How much parking is too much parking in Greater Boston?
Do we have too much parking?
The very idea might make Boston and Cambridge residents scoff. But the Metropolitan Area Planning Council has compiled some numbers that suggest some Greater Boston communities have a good bit more parking than they need.
Eric Bourassa, director of MAPC’s transportation division, says such data can help cities find what he calls the “Goldilocks” principle of parking: not too many spaces, not too few, but just the right amount.
This matters because the unused spaces could be used for badly needed housing, open space, or other developments. As more car-sharing options — from Uber to ZipCar — proliferate, the number of area residents who don’t need a car could increase.
MAPC, a regional planning agency, collected data on whether residents in Arlington, Chelsea, Everett, Malden, and Melrose were using all the parking that’s available to them. Researchers found that about 25 percent of parking spaces for multifamily residential buildings went unused between midnight and 4 a.m.
The group conducted surveys at 80 buildings with nine or more units to determine how much parking residents used. Researchers visited in the middle of the night to count how many cars were in each lot.
In all, almost 1,200 parking spaces were not being used, researchers observed. For every 10 housing units in the buildings they surveyed, an average of three parking spaces sat empty.
The findings confirmed the agency’s theory that developers were forced to build too much parking because of arbitrary rules written years ago, Bourassa said.
“These parking ratios are usually completely made up,” he said. “It’s often based on tradition, or what was established in zoning years ago and has never been touched.”
The researchers said there are several ways to deal with an oversupply of parking: reduce or eliminate minimum parking requirements, adopt parking limits, or mandate more shared parking.
This spring, the group hopes to expand the survey to include Boston, Cambridge, and Somerville.
As Boston booms with development, Bourassa said that giving city officials data on parking use could help them craft better policies on growth.

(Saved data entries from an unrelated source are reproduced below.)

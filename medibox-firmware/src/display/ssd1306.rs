//! SSD1306 OLED Display Driver
//!
//! Driver for 128x64 SSD1306-based OLED displays via blocking I2C.
//! Keeps a page-organized frame buffer that is flushed on demand, and
//! exposes an `embedded-graphics` draw target for text rendering.

use embedded_graphics::pixelcolor::BinaryColor;
use embedded_graphics::prelude::*;
use embedded_graphics::Pixel;
use embedded_hal::i2c::I2c;

/// SSD1306 I2C address (typically 0x3C or 0x3D)
const SSD1306_ADDR: u8 = 0x3C;

/// Display dimensions
const WIDTH: usize = 128;
const HEIGHT: usize = 64;
const PAGES: usize = HEIGHT / 8;

/// SSD1306 commands
#[allow(dead_code)]
mod cmd {
    pub const DISPLAY_OFF: u8 = 0xAE;
    pub const DISPLAY_ON: u8 = 0xAF;
    pub const SET_CONTRAST: u8 = 0x81;
    pub const RESUME_FROM_RAM: u8 = 0xA4;
    pub const SET_NORMAL: u8 = 0xA6;
    pub const SET_INVERSE: u8 = 0xA7;
    pub const SET_DISPLAY_OFFSET: u8 = 0xD3;
    pub const SET_COM_PINS: u8 = 0xDA;
    pub const SET_VCOM_DETECT: u8 = 0xDB;
    pub const SET_CLOCK_DIV: u8 = 0xD5;
    pub const SET_PRECHARGE: u8 = 0xD9;
    pub const SET_MUX_RATIO: u8 = 0xA8;
    pub const SET_LOW_COLUMN: u8 = 0x00;
    pub const SET_HIGH_COLUMN: u8 = 0x10;
    pub const SET_PAGE_ADDR: u8 = 0xB0;
    pub const SET_START_LINE: u8 = 0x40;
    pub const SET_SEG_REMAP: u8 = 0xA1;
    pub const SET_COM_SCAN_DEC: u8 = 0xC8;
    pub const SET_CHARGE_PUMP: u8 = 0x8D;
    pub const SET_MEMORY_MODE: u8 = 0x20;
}

/// SSD1306 OLED driver
pub struct Ssd1306<I2C> {
    i2c: I2C,
    /// Frame buffer (1 bit per pixel, organized as pages)
    buffer: [[u8; WIDTH]; PAGES],
}

impl<I2C> Ssd1306<I2C>
where
    I2C: I2c,
{
    /// Create a new SSD1306 driver
    pub fn new(i2c: I2C) -> Self {
        Self {
            i2c,
            buffer: [[0; WIDTH]; PAGES],
        }
    }

    /// Initialize the display
    pub fn init(&mut self) -> Result<(), I2C::Error> {
        let init_cmds: &[u8] = &[
            cmd::DISPLAY_OFF,
            cmd::SET_CLOCK_DIV,
            0x80, // Default clock
            cmd::SET_MUX_RATIO,
            0x3F, // 64 lines
            cmd::SET_DISPLAY_OFFSET,
            0x00,
            cmd::SET_START_LINE | 0x00,
            cmd::SET_CHARGE_PUMP,
            0x14, // Enable charge pump
            cmd::SET_MEMORY_MODE,
            0x00,                  // Horizontal addressing
            cmd::SET_SEG_REMAP,    // Flip horizontally
            cmd::SET_COM_SCAN_DEC, // Flip vertically
            cmd::SET_COM_PINS,
            0x12, // Alternative COM config
            cmd::SET_CONTRAST,
            0xCF, // High contrast
            cmd::SET_PRECHARGE,
            0xF1,
            cmd::SET_VCOM_DETECT,
            0x40,
            cmd::RESUME_FROM_RAM,
            cmd::SET_NORMAL,
            cmd::DISPLAY_ON,
        ];

        for &c in init_cmds {
            self.command(c)?;
        }

        self.clear_buffer();
        self.flush()
    }

    /// Send a single command byte
    fn command(&mut self, command: u8) -> Result<(), I2C::Error> {
        self.i2c.write(SSD1306_ADDR, &[0x00, command])
    }

    /// Blank the frame buffer (does not touch the panel until flushed)
    pub fn clear_buffer(&mut self) {
        self.buffer = [[0; WIDTH]; PAGES];
    }

    /// Set one pixel in the frame buffer; out-of-bounds is ignored
    pub fn set_pixel(&mut self, x: i32, y: i32, on: bool) {
        if x < 0 || x >= WIDTH as i32 || y < 0 || y >= HEIGHT as i32 {
            return;
        }
        let page = y as usize / 8;
        let bit = 1 << (y as usize % 8);
        if on {
            self.buffer[page][x as usize] |= bit;
        } else {
            self.buffer[page][x as usize] &= !bit;
        }
    }

    /// Send the frame buffer to the panel, page by page
    pub fn flush(&mut self) -> Result<(), I2C::Error> {
        for page in 0..PAGES {
            self.command(cmd::SET_PAGE_ADDR | page as u8)?;
            self.command(cmd::SET_LOW_COLUMN)?;
            self.command(cmd::SET_HIGH_COLUMN)?;

            let mut data = [0u8; WIDTH + 1];
            data[0] = 0x40; // Data control byte
            data[1..].copy_from_slice(&self.buffer[page]);
            self.i2c.write(SSD1306_ADDR, &data)?;
        }
        Ok(())
    }
}

impl<I2C> OriginDimensions for Ssd1306<I2C> {
    fn size(&self) -> Size {
        Size::new(WIDTH as u32, HEIGHT as u32)
    }
}

impl<I2C> DrawTarget for Ssd1306<I2C>
where
    I2C: I2c,
{
    type Color = BinaryColor;
    type Error = core::convert::Infallible;

    fn draw_iter<I>(&mut self, pixels: I) -> Result<(), Self::Error>
    where
        I: IntoIterator<Item = Pixel<Self::Color>>,
    {
        for Pixel(point, color) in pixels {
            self.set_pixel(point.x, point.y, color.is_on());
        }
        Ok(())
    }
}
//! Text display sink trait

/// Trait for the monochrome status display
///
/// Coordinates are pixels on a 128x64 panel; `size` selects the glyph
/// scale (1 = small, 2 = large). Nothing is erased unless the caller
/// clears explicitly.
pub trait DisplaySink {
    /// Blank the entire panel
    fn clear(&mut self);

    /// Draw one line of text at a pixel position
    fn print_line(&mut self, text: &str, column: u8, row: u8, size: u8);
}
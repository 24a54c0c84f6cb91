//! DisplaySink over the SSD1306 panel

use defmt::warn;
use embassy_rp::i2c::{Blocking, I2c};
use embedded_graphics::mono_font::ascii::{FONT_10X20, FONT_6X10};
use embedded_graphics::mono_font::MonoTextStyle;
use embedded_graphics::pixelcolor::BinaryColor;
use embedded_graphics::prelude::*;
use embedded_graphics::text::{Baseline, Text};

use medibox_core::traits::DisplaySink;

use crate::display::ssd1306::Ssd1306;

type PanelI2c = I2c<'static, Blocking>;

/// Text-line sink over the frame-buffered panel driver
///
/// Every call flushes immediately; the control loop expects what it
/// printed to be visible before it blocks.
pub struct Oled {
    panel: Ssd1306<PanelI2c>,
}

impl Oled {
    pub fn new(panel: Ssd1306<PanelI2c>) -> Self {
        Self { panel }
    }

    fn flush(&mut self) {
        if self.panel.flush().is_err() {
            warn!("display flush failed");
        }
    }
}

impl DisplaySink for Oled {
    fn clear(&mut self) {
        self.panel.clear_buffer();
        self.flush();
    }

    fn print_line(&mut self, text: &str, column: u8, row: u8, size: u8) {
        let style = if size >= 2 {
            MonoTextStyle::new(&FONT_10X20, BinaryColor::On)
        } else {
            MonoTextStyle::new(&FONT_6X10, BinaryColor::On)
        };
        let position = Point::new(column as i32, row as i32);
        // Draw target is infallible; clipping happens at the buffer edge
        let _ = Text::with_baseline(text, position, style, Baseline::Top).draw(&mut self.panel);
        self.flush();
    }
}
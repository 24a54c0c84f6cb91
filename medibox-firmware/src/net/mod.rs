//! W5500 Ethernet bring-up and clock synchronization
//!
//! The network runs on its own core: the Ethernet runner, the network
//! stack, and the periodic SNTP resync task all live here and publish
//! sync points through `channels::TIME_SYNC`.

pub mod sntp;

use defmt::{info, warn};
use embassy_net::Stack;
use embassy_net_wiznet::chip::W5500;
use embassy_net_wiznet::{Device, Runner};
use embassy_rp::gpio::{Input, Output};
use embassy_rp::spi::{Async, Spi};
use embassy_time::{Delay, Instant, Timer};
use embedded_hal_bus::spi::ExclusiveDevice;

use crate::channels::{SyncPoint, TIME_SYNC};

/// Interval between successful synchronizations (15 minutes)
const RESYNC_INTERVAL_SECS: u64 = 900;

/// Backoff between failed synchronization attempts
const RETRY_BACKOFF_MS: u64 = 2000;

/// SPI device handed to the W5500 driver
pub type EthSpi = ExclusiveDevice<Spi<'static, Async>, Output<'static>, Delay>;

/// Drives the W5500 MAC
#[embassy_executor::task]
pub async fn ethernet_task(
    runner: Runner<'static, W5500, EthSpi, Input<'static>, Output<'static>>,
) -> ! {
    runner.run().await
}

/// Drives the network stack (DHCP, sockets)
#[embassy_executor::task]
pub async fn net_task(mut runner: embassy_net::Runner<'static, Device<'static>>) -> ! {
    runner.run().await
}

/// Periodic SNTP synchronization
///
/// Retries indefinitely until the first sync lands, then refreshes the
/// shared sync point every `RESYNC_INTERVAL_SECS`.
#[embassy_executor::task]
pub async fn time_sync_task(stack: Stack<'static>) -> ! {
    stack.wait_config_up().await;
    info!("Network configured");

    loop {
        match sntp::sync(&stack).await {
            Ok(unix_secs) => {
                TIME_SYNC.lock(|cell| {
                    cell.set(Some(SyncPoint { unix_secs, at: Instant::now() }));
                });
                info!("Clock synchronized: {} s since epoch", unix_secs);
                Timer::after_secs(RESYNC_INTERVAL_SECS).await;
            }
            Err(e) => {
                warn!("Clock sync failed: {:?}, retrying", e);
                Timer::after_millis(RETRY_BACKOFF_MS).await;
            }
        }
    }
}
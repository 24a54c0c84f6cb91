//! MediBox - Medication Reminder Firmware
//!
//! Main firmware binary for RP2040-based MediBox appliances: SSD1306
//! status display, four push buttons, buzzer and indicator LED, DHT22
//! hygrometer, and a W5500 Ethernet module for clock synchronization.
//!
//! The appliance is deliberately single-minded: one sequential control
//! loop owns every user-facing peripheral and runs on the second core,
//! while the first core keeps the Embassy executor for the network
//! stack and periodic SNTP resync.

#![no_std]
#![no_main]

use defmt::*;
use embassy_executor::Spawner;
use embassy_net::{Config as NetConfig, StackResources};
use embassy_rp::gpio::{Flex, Input, Level, Output, Pull};
use embassy_rp::i2c::{self, I2c};
use embassy_rp::multicore::{spawn_core1, Stack as CoreStack};
use embassy_rp::pwm::{Config as PwmConfig, Pwm};
use embassy_rp::spi::{self, Spi};
use embassy_time::{Delay, Timer};
use embedded_hal_bus::spi::ExclusiveDevice;
use static_cell::StaticCell;
use {defmt_rtt as _, panic_probe as _};

use medibox_core::app::MediBox;
use medibox_core::traits::DisplaySink;
use medibox_drivers::sensor::Dht22;

use crate::board::{BuzzerLed, ButtonPad, DhtLine, MicroDelay, NtpClock, Oled, TimerDelay};
use crate::channels::TIME_SYNC;
use crate::display::ssd1306::Ssd1306;

mod board;
mod channels;
mod display;
mod net;

/// Locally administered MAC address for the W5500
const MAC_ADDR: [u8; 6] = [0x02, 0x00, 0x00, 0x00, 0x00, 0x01];

/// Stack for the UI core
static mut CORE1_STACK: CoreStack<8192> = CoreStack::new();

static ETH_STATE: StaticCell<embassy_net_wiznet::State<8, 8>> = StaticCell::new();
static NET_RESOURCES: StaticCell<StackResources<4>> = StaticCell::new();

/// Main entry point
#[embassy_executor::main]
async fn main(spawner: Spawner) {
    info!("MediBox firmware starting...");

    // Initialize RP2040 peripherals
    let p = embassy_rp::init(Default::default());
    info!("Peripherals initialized");

    // Status display on I2C0; a dead panel is fatal since nothing can
    // be shown without it
    let panel_i2c = I2c::new_blocking(p.I2C0, p.PIN_5, p.PIN_4, i2c::Config::default());
    let mut panel = Ssd1306::new(panel_i2c);
    if panel.init().is_err() {
        error!("SSD1306 initialization failed");
        loop {
            cortex_m::asm::wfe();
        }
    }
    let mut oled = Oled::new(panel);
    info!("Display initialized");

    // W5500 Ethernet on SPI0
    let mut spi_config = spi::Config::default();
    spi_config.frequency = 20_000_000;
    let spi = Spi::new(
        p.SPI0,
        p.PIN_18,
        p.PIN_19,
        p.PIN_20,
        p.DMA_CH0,
        p.DMA_CH1,
        spi_config,
    );
    let cs = Output::new(p.PIN_17, Level::High);
    let spi_device = ExclusiveDevice::new(spi, cs, Delay).unwrap();
    let eth_int = Input::new(p.PIN_21, Pull::Up);
    let eth_reset = Output::new(p.PIN_22, Level::High);

    let eth_state = ETH_STATE.init(embassy_net_wiznet::State::new());
    let (device, eth_runner) =
        embassy_net_wiznet::new(MAC_ADDR, eth_state, spi_device, eth_int, eth_reset)
            .await
            .unwrap();
    info!("Ethernet initialized");

    // DHCP network stack; fixed seed, no RNG wired on this board
    let seed = 0x4d65_6469_426f_78u64;
    let (stack, net_runner) = embassy_net::new(
        device,
        NetConfig::dhcpv4(Default::default()),
        NET_RESOURCES.init(StackResources::new()),
        seed,
    );

    spawner.spawn(net::ethernet_task(eth_runner)).unwrap();
    spawner.spawn(net::net_task(net_runner)).unwrap();
    spawner.spawn(net::time_sync_task(stack)).unwrap();

    // Everything waits for the first clock sync; the appliance is
    // useless without wall-clock time
    while TIME_SYNC.lock(|cell| cell.get()).is_none() {
        oled.clear();
        oled.print_line("Connecting", 0, 0, 2);
        Timer::after_millis(100).await;
    }
    oled.clear();
    oled.print_line("Connected", 0, 0, 2);
    Timer::after_millis(200).await;

    oled.clear();
    oled.print_line("Welcome to MediBox", 10, 18, 2);
    Timer::after_millis(200).await;
    oled.clear();

    // Remaining peripherals belong to the UI core
    let buttons = ButtonPad::new(
        Input::new(p.PIN_10, Pull::Up),
        Input::new(p.PIN_11, Pull::Up),
        Input::new(p.PIN_12, Pull::Up),
        Input::new(p.PIN_13, Pull::Up),
    );
    let buzzer = Pwm::new_output_b(p.PWM_SLICE7, p.PIN_15, PwmConfig::default());
    let alert = BuzzerLed::new(buzzer, Output::new(p.PIN_14, Level::Low));
    let sensor = Dht22::new(DhtLine::new(Flex::new(p.PIN_16)), MicroDelay);

    // The control loop blocks freely on its own core; this core keeps
    // serving the network executor
    #[allow(static_mut_refs)]
    let core1_stack = unsafe { &mut CORE1_STACK };
    spawn_core1(p.CORE1, core1_stack, move || {
        info!("Control loop started");
        let mut medibox = MediBox::new(NtpClock::new(), buttons, oled, alert, sensor, TimerDelay);
        medibox.run()
    });

    loop {
        Timer::after_secs(60).await;
        trace!("net core heartbeat");
    }
}
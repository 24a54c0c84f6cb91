//! Board bindings
//!
//! Implementations of the `medibox-core` hardware traits for this
//! board's peripherals.

pub mod alert;
pub mod buttons;
pub mod clock;
pub mod delay;
pub mod dht;
pub mod oled;

pub use alert::BuzzerLed;
pub use buttons::ButtonPad;
pub use clock::NtpClock;
pub use delay::TimerDelay;
pub use dht::{DhtLine, MicroDelay};
pub use oled::Oled;
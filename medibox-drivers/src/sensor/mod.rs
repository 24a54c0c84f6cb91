//! Environmental sensor drivers

pub mod dht22;

pub use dht22::{Dht22, DhtError, DhtPin, Reading};
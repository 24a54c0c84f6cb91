//! Cross-core shared state
//!
//! The network core publishes clock synchronization points here; the UI
//! core reads them when deriving wall-clock time.

use core::cell::Cell;

use embassy_sync::blocking_mutex::raw::CriticalSectionRawMutex;
use embassy_sync::blocking_mutex::Mutex;
use embassy_time::Instant;

/// One successful SNTP synchronization
#[derive(Debug, Clone, Copy)]
#[cfg_attr(feature = "defmt", derive(defmt::Format))]
pub struct SyncPoint {
    /// Seconds since the Unix epoch at the moment of `at`
    pub unix_secs: u64,
    /// Monotonic instant the timestamp was obtained
    pub at: Instant,
}

/// Latest sync point, written by the network core, read by the UI core
pub static TIME_SYNC: Mutex<CriticalSectionRawMutex, Cell<Option<SyncPoint>>> =
    Mutex::new(Cell::new(None));
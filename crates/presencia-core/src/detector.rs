//! Face detector via ONNX Runtime.
//!
//! Wraps a lightweight single-shot detector (Ultra-Light-Fast RFB-320
//! export) producing per-anchor scores and normalized corner boxes, with
//! NMS post-processing. One kiosk camera, near-frontal subjects: the
//! highest-confidence box is all downstream code consumes.

use crate::imaging;
use ndarray::Array4;
use ort::session::Session;
use ort::value::TensorRef;
use std::path::Path;
use thiserror::Error;

const DETECTOR_INPUT_W: usize = 320;
const DETECTOR_INPUT_H: usize = 240;
const DETECTOR_MEAN: f32 = 127.0;
const DETECTOR_STD: f32 = 128.0;
const DETECTOR_CONFIDENCE_THRESHOLD: f32 = 0.7;
const DETECTOR_NMS_THRESHOLD: f32 = 0.5;

#[derive(Error, Debug)]
pub enum DetectorError {
    #[error("model file not found: {0}")]
    ModelNotFound(String),
    #[error("inference failed: {0}")]
    InferenceFailed(String),
    #[error("ort: {0}")]
    Ort(#[from] ort::Error),
}

/// A detected face in frame pixel coordinates.
#[derive(Debug, Clone)]
pub struct FaceBox {
    pub x: f32,
    pub y: f32,
    pub width: f32,
    pub height: f32,
    /// Detector confidence in [0, 1].
    pub confidence: f32,
}

/// ONNX face detector session plus discovered output ordering.
pub struct FaceDetector {
    session: Session,
    scores_idx: usize,
    boxes_idx: usize,
}

impl FaceDetector {
    /// Load the detector model from the given path.
    pub fn load(model_path: &str) -> Result<Self, DetectorError> {
        if !Path::new(model_path).exists() {
            return Err(DetectorError::ModelNotFound(model_path.to_string()));
        }

        let session = Session::builder()?
            .with_intra_threads(2)?
            .commit_from_file(model_path)?;

        let output_names: Vec<String> =
            session.outputs().iter().map(|o| o.name().to_string()).collect();
        if output_names.len() < 2 {
            return Err(DetectorError::InferenceFailed(format!(
                "detector model requires 2 outputs (scores, boxes), got {}",
                output_names.len()
            )));
        }
        let (scores_idx, boxes_idx) = discover_output_indices(&output_names);

        tracing::info!(
            path = model_path,
            outputs = ?output_names,
            scores_idx,
            boxes_idx,
            "loaded face detector model"
        );

        Ok(Self { session, scores_idx, boxes_idx })
    }

    /// Detect faces in a grayscale frame, sorted by descending confidence.
    pub fn detect(
        &mut self,
        frame: &[u8],
        width: u32,
        height: u32,
    ) -> Result<Vec<FaceBox>, DetectorError> {
        let input = preprocess(frame, width as usize, height as usize);

        let outputs = self
            .session
            .run(ort::inputs![TensorRef::from_array_view(input.view())?])?;

        let (_, scores) = outputs[self.scores_idx]
            .try_extract_tensor::<f32>()
            .map_err(|e| DetectorError::InferenceFailed(format!("scores: {e}")))?;
        let (_, boxes) = outputs[self.boxes_idx]
            .try_extract_tensor::<f32>()
            .map_err(|e| DetectorError::InferenceFailed(format!("boxes: {e}")))?;

        let candidates = decode_detections(
            scores,
            boxes,
            width as f32,
            height as f32,
            DETECTOR_CONFIDENCE_THRESHOLD,
        );

        let mut result = nms(candidates, DETECTOR_NMS_THRESHOLD);
        result.sort_by(|a, b| {
            b.confidence
                .partial_cmp(&a.confidence)
                .unwrap_or(std::cmp::Ordering::Equal)
        });
        Ok(result)
    }
}

/// Discover the (scores, boxes) output slots by name, falling back to
/// positional order when the export uses generic tensor names.
fn discover_output_indices(names: &[String]) -> (usize, usize) {
    let scores = names.iter().position(|n| n == "scores");
    let boxes = names.iter().position(|n| n == "boxes");
    match (scores, boxes) {
        (Some(s), Some(b)) => (s, b),
        _ => (0, 1),
    }
}

/// Squash the frame to the model input size and build a normalized NCHW
/// tensor, replicating the grayscale channel.
fn preprocess(frame: &[u8], width: usize, height: usize) -> Array4<f32> {
    let resized = imaging::resize_bilinear(frame, width, height, DETECTOR_INPUT_W, DETECTOR_INPUT_H);

    let mut tensor = Array4::<f32>::zeros((1, 3, DETECTOR_INPUT_H, DETECTOR_INPUT_W));
    for y in 0..DETECTOR_INPUT_H {
        for x in 0..DETECTOR_INPUT_W {
            let normalized =
                (resized[y * DETECTOR_INPUT_W + x] as f32 - DETECTOR_MEAN) / DETECTOR_STD;
            tensor[[0, 0, y, x]] = normalized;
            tensor[[0, 1, y, x]] = normalized;
            tensor[[0, 2, y, x]] = normalized;
        }
    }
    tensor
}

/// Decode per-anchor outputs into frame-space boxes.
///
/// `scores` holds [background, face] pairs per anchor; `boxes` holds
/// normalized [x1, y1, x2, y2] corners per anchor.
fn decode_detections(
    scores: &[f32],
    boxes: &[f32],
    frame_w: f32,
    frame_h: f32,
    threshold: f32,
) -> Vec<FaceBox> {
    let num_anchors = scores.len() / 2;
    let mut detections = Vec::new();

    for idx in 0..num_anchors {
        let confidence = scores[idx * 2 + 1];
        if confidence <= threshold {
            continue;
        }
        let off = idx * 4;
        if off + 3 >= boxes.len() {
            break;
        }

        let x1 = boxes[off] * frame_w;
        let y1 = boxes[off + 1] * frame_h;
        let x2 = boxes[off + 2] * frame_w;
        let y2 = boxes[off + 3] * frame_h;
        if x2 <= x1 || y2 <= y1 {
            continue;
        }

        detections.push(FaceBox {
            x: x1,
            y: y1,
            width: x2 - x1,
            height: y2 - y1,
            confidence: confidence.clamp(0.0, 1.0),
        });
    }

    detections
}

fn iou(a: &FaceBox, b: &FaceBox) -> f32 {
    let x1 = a.x.max(b.x);
    let y1 = a.y.max(b.y);
    let x2 = (a.x + a.width).min(b.x + b.width);
    let y2 = (a.y + a.height).min(b.y + b.height);

    let inter = (x2 - x1).max(0.0) * (y2 - y1).max(0.0);
    let union = a.width * a.height + b.width * b.height - inter;
    if union > 0.0 {
        inter / union
    } else {
        0.0
    }
}

/// Greedy non-maximum suppression, highest confidence first.
fn nms(mut detections: Vec<FaceBox>, threshold: f32) -> Vec<FaceBox> {
    detections.sort_by(|a, b| {
        b.confidence
            .partial_cmp(&a.confidence)
            .unwrap_or(std::cmp::Ordering::Equal)
    });

    let mut kept: Vec<FaceBox> = Vec::new();
    for det in detections {
        if kept.iter().all(|k| iou(k, &det) <= threshold) {
            kept.push(det);
        }
    }
    kept
}

#[cfg(test)]
mod tests {
    use super::*;

    fn make_box(x: f32, y: f32, w: f32, h: f32, conf: f32) -> FaceBox {
        FaceBox { x, y, width: w, height: h, confidence: conf }
    }

    #[test]
    fn test_decode_scales_to_frame() {
        // One anchor above threshold covering the center quarter.
        let scores = vec![0.1, 0.9];
        let boxes = vec![0.25, 0.25, 0.75, 0.75];
        let dets = decode_detections(&scores, &boxes, 640.0, 480.0, 0.7);
        assert_eq!(dets.len(), 1);
        assert!((dets[0].x - 160.0).abs() < 1e-3);
        assert!((dets[0].y - 120.0).abs() < 1e-3);
        assert!((dets[0].width - 320.0).abs() < 1e-3);
        assert!((dets[0].height - 240.0).abs() < 1e-3);
    }

    #[test]
    fn test_decode_skips_below_threshold() {
        let scores = vec![0.8, 0.2, 0.1, 0.9];
        let boxes = vec![0.0, 0.0, 0.5, 0.5, 0.5, 0.5, 1.0, 1.0];
        let dets = decode_detections(&scores, &boxes, 100.0, 100.0, 0.7);
        assert_eq!(dets.len(), 1);
        assert!((dets[0].x - 50.0).abs() < 1e-3);
    }

    #[test]
    fn test_decode_rejects_degenerate_box() {
        let scores = vec![0.0, 0.95];
        let boxes = vec![0.6, 0.6, 0.4, 0.4]; // inverted corners
        let dets = decode_detections(&scores, &boxes, 100.0, 100.0, 0.7);
        assert!(dets.is_empty());
    }

    #[test]
    fn test_nms_suppresses_overlap() {
        let dets = vec![
            make_box(0.0, 0.0, 100.0, 100.0, 0.9),
            make_box(5.0, 5.0, 100.0, 100.0, 0.8),
            make_box(200.0, 200.0, 50.0, 50.0, 0.75),
        ];
        let kept = nms(dets, 0.5);
        assert_eq!(kept.len(), 2);
        assert!((kept[0].confidence - 0.9).abs() < 1e-6);
        assert!((kept[1].confidence - 0.75).abs() < 1e-6);
    }

    #[test]
    fn test_nms_keeps_disjoint() {
        let dets = vec![
            make_box(0.0, 0.0, 10.0, 10.0, 0.9),
            make_box(50.0, 50.0, 10.0, 10.0, 0.8),
        ];
        assert_eq!(nms(dets, 0.5).len(), 2);
    }

    #[test]
    fn test_nms_empty() {
        assert!(nms(vec![], 0.5).is_empty());
    }

    #[test]
    fn test_iou_identical() {
        let a = make_box(0.0, 0.0, 10.0, 10.0, 1.0);
        assert!((iou(&a, &a) - 1.0).abs() < 1e-6);
    }

    #[test]
    fn test_discover_output_indices_named() {
        let names = vec!["boxes".to_string(), "scores".to_string()];
        assert_eq!(discover_output_indices(&names), (1, 0));
    }

    #[test]
    fn test_discover_output_indices_positional_fallback() {
        let names = vec!["437".to_string(), "438".to_string()];
        assert_eq!(discover_output_indices(&names), (0, 1));
    }

    #[test]
    fn test_preprocess_shape_and_normalization() {
        let frame = vec![127u8; 64 * 48];
        let tensor = preprocess(&frame, 64, 48);
        assert_eq!(tensor.shape(), &[1, 3, DETECTOR_INPUT_H, DETECTOR_INPUT_W]);
        // 127 is the model mean: normalizes to 0.0 on every channel.
        assert!(tensor[[0, 0, 0, 0]].abs() < 1e-6);
        assert_eq!(tensor[[0, 1, 10, 10]], tensor[[0, 2, 10, 10]]);
    }
}
//! presencia-hw — Kiosk camera capture and frame processing.

pub mod camera;
pub mod frame;

pub use camera::{Camera, CameraError, DeviceInfo};
pub use frame::{Frame, FrameError};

“Clearly, the city is grappling with this issue,” Bourassa said.
Transit Police: ICE isn’t on the MBTA
With President Trump’s administration promising a crackdown on immigrants who are in the country illegally, rumors have been flying about an increased presence by Immigration and Customs Enforcement officers in Massachusetts.
The rumors have even come to the Massachusetts Bay Transportation Authority. When police officers were seen conducting a security check at State Street Station this past week, some observers believed the searches were related to immigration enforcement. Photos of the checkpoint made their way to Twitter, where at least one person described it as an “ID check.”
But Richard Sullivan, superintendent of the MBTA Transit Police, says officers were merely checking bags, not asking for identification.
“We would not ever set up checkpoints on the MBTA system to verify anyone’s citizenship status,” he said. “It is not happening.”
The MBTA has been conducting random bag checks since 2006, Sullivan said. Officers run a swab over the bag, then place the swab through equipment designed to track explosives.
After receiving questions about the checkpoint, Transit Police felt the need to post a message on Twitter on Thursday night.
“Transit Police officers do NOT enforce Federal Immigration laws. We are here to serve EVERYONE,” the post read. “Security Inspection Program has nothing to do w/immigration laws/enforcement. Counterterrorism layer only.”